Fossil site in Madrid, Spain

The Somosaguas fossil site is located in the Community of Madrid, in the Somosaguas campus, within the municipality of Pozuelo de Alarcón (Spain). The fossils found belong to the fauna of the Aragonian continental stage (middle Miocene), about 14 million years ago. The sediments where the remains are found were deposited in an alluvial fan sedimentary environment. The site itself is formed by two zones with fossil presence, separated by 60 m: Somosaguas Norte, which occupies an upper stratigraphic position, and Somosaguas Sur.

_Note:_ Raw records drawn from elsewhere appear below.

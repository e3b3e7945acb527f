//! Aggregate module
//!
//! Aggregate roots that own the ledger's business invariants.

pub mod account;

pub use account::Account;
//! Domain Error Types
//!
//! Pure domain errors that don't depend on infrastructure.

use rust_decimal::Decimal;
use thiserror::Error;

use super::AmountError;

/// Business rule violations raised by the account aggregate.
///
/// These are terminal for the current call and never retried by the ledger.
#[derive(Debug, Error, Clone, PartialEq)]
pub enum DomainError {
    /// Amount is zero, negative, too precise or too large
    #[error("Invalid amount: {0}")]
    InvalidAmount(String),

    /// Withdrawal exceeds the current balance
    #[error("Insufficient funds: balance={balance}, requested={requested}")]
    InsufficientFunds { balance: Decimal, requested: Decimal },
}

impl DomainError {
    /// Create an insufficient funds error
    pub fn insufficient_funds(balance: Decimal, requested: Decimal) -> Self {
        Self::InsufficientFunds { balance, requested }
    }

    /// Check if this is a client error (caller's fault, not a rule conflict)
    pub fn is_client_error(&self) -> bool {
        matches!(self, Self::InvalidAmount(_))
    }
}

impl From<AmountError> for DomainError {
    fn from(err: AmountError) -> Self {
        Self::InvalidAmount(err.to_string())
    }
}

#[cfg(test)]
mod tests {
    use super::*;

    #[test]
    fn test_insufficient_funds_error() {
        let err = DomainError::insufficient_funds(Decimal::new(50, 0), Decimal::new(100, 0));

        assert!(!err.is_client_error());
        let message = err.to_string();
        assert!(message.contains("balance=50"));
        assert!(message.contains("requested=100"));
    }

    #[test]
    fn test_amount_error_becomes_invalid_amount() {
        let err: DomainError = AmountError::NotPositive(Decimal::ZERO).into();

        assert!(err.is_client_error());
        assert!(matches!(err, DomainError::InvalidAmount(ref msg) if msg.contains("positive")));
    }
}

The site was discovered in 1989 by a geology student near the Faculty of Political Sciences of the Complutense University, when he observed bone fragments in the ground. The student reported the discovery to Professor Nieves López Martínez, who verified that the remains were fossils, and in turn reported it to the Department of Paleobiology of the Museo Nacional de Ciencias Naturales.

== History ==
In 1989 a geology student at the Complutense University of Madrid, Francisco Hernández Arteaga, was waiting for his girlfriend next to the Faculty of Political Science at the Somosaguas campus when he discovered skeletal remains on the ground. He did not report the discovery until 1996. Once the discovery was reported, members of the Paleobiology Department of the National Museum of Natural Sciences carried out prospections in the area, the results of which were included in a report presented to the Ministry of Culture of the Community of Madrid, and the site was included in the paleontological chart. The first paleontological excavation took place in 1998, in which Professor Nieves López led a team of students from the Faculty of Geological Sciences of Madrid, with the financial support of the Rector's Office of the Complutense University, and with the collaboration of the National Museum of Natural Sciences.

Since then, excavations have been carried out regularly by students and since 2000 a fortnightly work period has been established in April or May, in addition to open days, workshops and exhibitions.

== Geology ==

Stratigraphic column of the Somosaguas site

The site is located on Miocene materials that were deposited by a system of alluvial fans, which were formed due to the erosion suffered by the granitic and metamorphic rocks of the Central System. These sediments outcrop from the south of the urban area of Madrid to the contact with the plutonic and metamorphic materials of the sierra.

The sediments present in the deposit have a potency (sediment thickness) of 6 m and consist of arkoses with clayey matrix and rock fragments with intercalations of brown clays and micaceous sands, distinguishing three sections.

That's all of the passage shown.